GCV Blog

Grace Church of the Valley blog.

Time (no, not the magazine, the clock kind)
by Pastor David

Time. It can crawl by and drag on, it can run and it can race. Time flies and we run out of it, but we all have the same amount to work with. Time can disappear like a lady in a magic act and be wasted like a gambler’s dollar. We never get to relive the past and we never arrive at the future. So how should we think about the present? Especially as we race into our summer schedules, how should we be thinking about our time?

Peter Drucker wrote the following about time:

“Time is also a unique resource. Of the other major resources, money is actually quite plentiful. We long ago should have learned that it is the demand for capital, rather than the supply thereof, which sets the limit to economic growth and activity. People—the third limiting resource—one can hire, though one can rarely hire enough good people.

But one cannot rent, hire, buy, or otherwise obtain more time. The supply of time is totally inelastic. No matter how high the demand, the supply will not go up. There is no price for it and no marginal utility curve for it. Moreover, time is totally perishable and cannot be stored. Yesterday’s time is gone forever and will never come back. Time is, therefore, always in exceedingly short supply.

Time is totally irreplaceable. Within limits we can substitute one resource for another, copper for aluminum, for instance. We can substitute capital for human labor. We can use more knowledge or more brawn. But there is no substitute for time.

Everything requires time. It is the one truly universal condition. All work takes place in time and uses up time. Yet most people take for granted this unique, irreplaceable, and necessary resource.”

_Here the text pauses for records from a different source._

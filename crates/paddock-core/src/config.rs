//! 애플리케이션 설정 구조체.
//!
//! 웹 서버 포트, 대상 창 제목, 입력 타이밍, 콘텐츠 디렉토리 등
//! 서버 자체의 런타임 설정을 정의한다. 웹 UI가 편집하는 봇 설정
//! 문서([`crate::json_store`])와는 별개다.

use serde::{Deserialize, Serialize};
use std::path::PathBuf;

/// 최상위 애플리케이션 설정
#[derive(Debug, Clone, Default, Serialize, Deserialize)]
pub struct AppConfig {
    /// 웹 서버 설정
    #[serde(default)]
    pub web: WebConfig,
    /// 대상 창 설정
    #[serde(default)]
    pub window: WindowConfig,
    /// 입력 타이밍 설정
    #[serde(default)]
    pub input: InputConfig,
    /// 콘텐츠 경로 설정
    #[serde(default)]
    pub content: ContentConfig,
}

impl AppConfig {
    /// 기본 설정 생성
    pub fn default_config() -> Self {
        Self::default()
    }
}

// ============================================================
// 웹 서버 설정
// ============================================================

/// 웹 서버 설정
#[derive(Debug, Clone, Serialize, Deserialize)]
pub struct WebConfig {
    /// 리스닝 포트
    #[serde(default = "default_port")]
    pub port: u16,
    /// 외부 접근 허용 (false면 127.0.0.1만 바인드)
    #[serde(default)]
    pub allow_external: bool,
}

fn default_port() -> u16 {
    8000
}

impl Default for WebConfig {
    fn default() -> Self {
        Self {
            port: default_port(),
            allow_external: false,
        }
    }
}

// ============================================================
// 대상 창 설정
// ============================================================

/// 대상 게임 창 설정
#[derive(Debug, Clone, Default, Serialize, Deserialize)]
pub struct WindowConfig {
    /// 창 제목 부분 일치 패턴 (빈 문자열이면 로케이터가 실패)
    #[serde(default)]
    pub title: String,
}

// ============================================================
// 입력 타이밍 설정
// ============================================================

/// 입력 타이밍 설정 (초 단위)
#[derive(Debug, Clone, Serialize, Deserialize)]
pub struct InputConfig {
    /// 단독 이동 기본 시간
    #[serde(default = "default_move_duration")]
    pub move_duration_secs: f64,
    /// 클릭 전 이동 기본 시간
    #[serde(default = "default_click_duration")]
    pub click_duration_secs: f64,
    /// 다중 클릭 사이 간격
    #[serde(default = "default_click_interval")]
    pub click_interval_secs: f64,
    /// 스와이프 전체 기본 시간
    #[serde(default = "default_swipe_duration")]
    pub swipe_duration_secs: f64,
    /// 스와이프 시작점까지의 리드인 시간
    #[serde(default = "default_swipe_lead_in")]
    pub swipe_lead_in_secs: f64,
}

fn default_move_duration() -> f64 {
    0.2
}

fn default_click_duration() -> f64 {
    0.225
}

fn default_click_interval() -> f64 {
    0.1
}

fn default_swipe_duration() -> f64 {
    0.3
}

fn default_swipe_lead_in() -> f64 {
    0.1
}

impl Default for InputConfig {
    fn default() -> Self {
        Self {
            move_duration_secs: default_move_duration(),
            click_duration_secs: default_click_duration(),
            click_interval_secs: default_click_interval(),
            swipe_duration_secs: default_swipe_duration(),
            swipe_lead_in_secs: default_swipe_lead_in(),
        }
    }
}

// ============================================================
// 콘텐츠 경로 설정
// ============================================================

/// 콘텐츠 경로 설정.
///
/// 상대 경로 항목은 `root`를 기준으로 해석한다.
#[derive(Debug, Clone, Serialize, Deserialize)]
pub struct ContentConfig {
    /// 콘텐츠 루트 디렉토리
    #[serde(default = "default_root")]
    pub root: PathBuf,
    /// 테마 JSON 디렉토리
    #[serde(default = "default_themes_dir")]
    pub themes_dir: String,
    /// 게임 데이터 디렉토리
    #[serde(default = "default_data_dir")]
    pub data_dir: String,
    /// 알림 에셋 디렉토리
    #[serde(default = "default_notifications_dir")]
    pub notifications_dir: String,
    /// 버전 파일
    #[serde(default = "default_version_file")]
    pub version_file: String,
}

fn default_root() -> PathBuf {
    PathBuf::from(".")
}

fn default_themes_dir() -> String {
    "themes".to_string()
}

fn default_data_dir() -> String {
    "data".to_string()
}

fn default_notifications_dir() -> String {
    "assets/notifications".to_string()
}

fn default_version_file() -> String {
    "version.txt".to_string()
}

impl Default for ContentConfig {
    fn default() -> Self {
        Self {
            root: default_root(),
            themes_dir: default_themes_dir(),
            data_dir: default_data_dir(),
            notifications_dir: default_notifications_dir(),
            version_file: default_version_file(),
        }
    }
}

impl ContentConfig {
    /// 테마 디렉토리 절대 경로
    pub fn themes_path(&self) -> PathBuf {
        self.root.join(&self.themes_dir)
    }

    /// 데이터 디렉토리 절대 경로
    pub fn data_path(&self) -> PathBuf {
        self.root.join(&self.data_dir)
    }

    /// 알림 에셋 디렉토리 절대 경로
    pub fn notifications_path(&self) -> PathBuf {
        self.root.join(&self.notifications_dir)
    }

    /// 버전 파일 절대 경로
    pub fn version_path(&self) -> PathBuf {
        self.root.join(&self.version_file)
    }

    /// 봇 설정 문서 경로 (`config.json`)
    pub fn bot_settings_path(&self) -> PathBuf {
        self.root.join("config.json")
    }
}
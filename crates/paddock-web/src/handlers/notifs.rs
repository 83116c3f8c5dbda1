//! 알림 에셋 목록 핸들러.

use std::fs;

use axum::extract::State;
use axum::Json;

use crate::AppState;

/// GET /notifs - 알림 에셋 디렉토리의 파일 이름 목록
///
/// 디렉토리가 없으면 빈 목록. 출력은 이름순 정렬.
pub async fn list_notifications(State(state): State<AppState>) -> Json<Vec<String>> {
    let Ok(entries) = fs::read_dir(&state.content.notifications_dir) else {
        return Json(Vec::new());
    };

    let mut names: Vec<String> = entries
        .flatten()
        .filter(|e| e.path().is_file())
        .map(|e| e.file_name().to_string_lossy().to_string())
        .collect();
    names.sort();

    Json(names)
}

#[cfg(test)]
mod tests {
    use super::*;
    use paddock_core::config::ContentConfig;
    use tempfile::TempDir;

    fn state(dir: &TempDir) -> AppState {
        let content = ContentConfig {
            root: dir.path().to_path_buf(),
            ..Default::default()
        };
        AppState::from_content_config(&content).unwrap()
    }

    #[tokio::test]
    async fn missing_directory_is_empty() {
        let dir = TempDir::new().unwrap();
        let Json(names) = list_notifications(State(state(&dir))).await;
        assert!(names.is_empty());
    }

    #[tokio::test]
    async fn lists_files_sorted() {
        let dir = TempDir::new().unwrap();
        let notifs = dir.path().join("assets/notifications");
        fs::create_dir_all(&notifs).unwrap();
        fs::write(notifs.join("race.png"), b"x").unwrap();
        fs::write(notifs.join("event.png"), b"x").unwrap();
        // 하위 디렉토리는 목록에서 제외
        fs::create_dir_all(notifs.join("sub")).unwrap();

        let Json(names) = list_notifications(State(state(&dir))).await;
        assert_eq!(names, vec!["event.png", "race.png"]);
    }
}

Our time is unique, and its uniqueness makes it valuable. How does God tells us to think about time? Here are two suggestions this week, with two more to come next week.

1. Make the best use of your time
In Ephesians 5, Paul wrote to “look carefully how we walk, not as unwise but as wise, making the best use of the time, because the days are evil” (15-16). We have to use intentional care about how we live, a care reserved for the wise. The evil that permeates our days should motivate us to make the best use of our time. So our use of time is constantly threatened, and wisdom is our crying need.

2. Realize the shortness of earthly time
We don’t have all the time in the world. Or rather, if you added up all the time in the world it would just be a cloudy collection of vapor. James reminds us, “What is your life? For you are a mist that appears for a little time and then vanishes” (4:14). Don’t treat this summer as if you could throw these days away. Life is made of precious few days, so let’s ask for grace to use them well.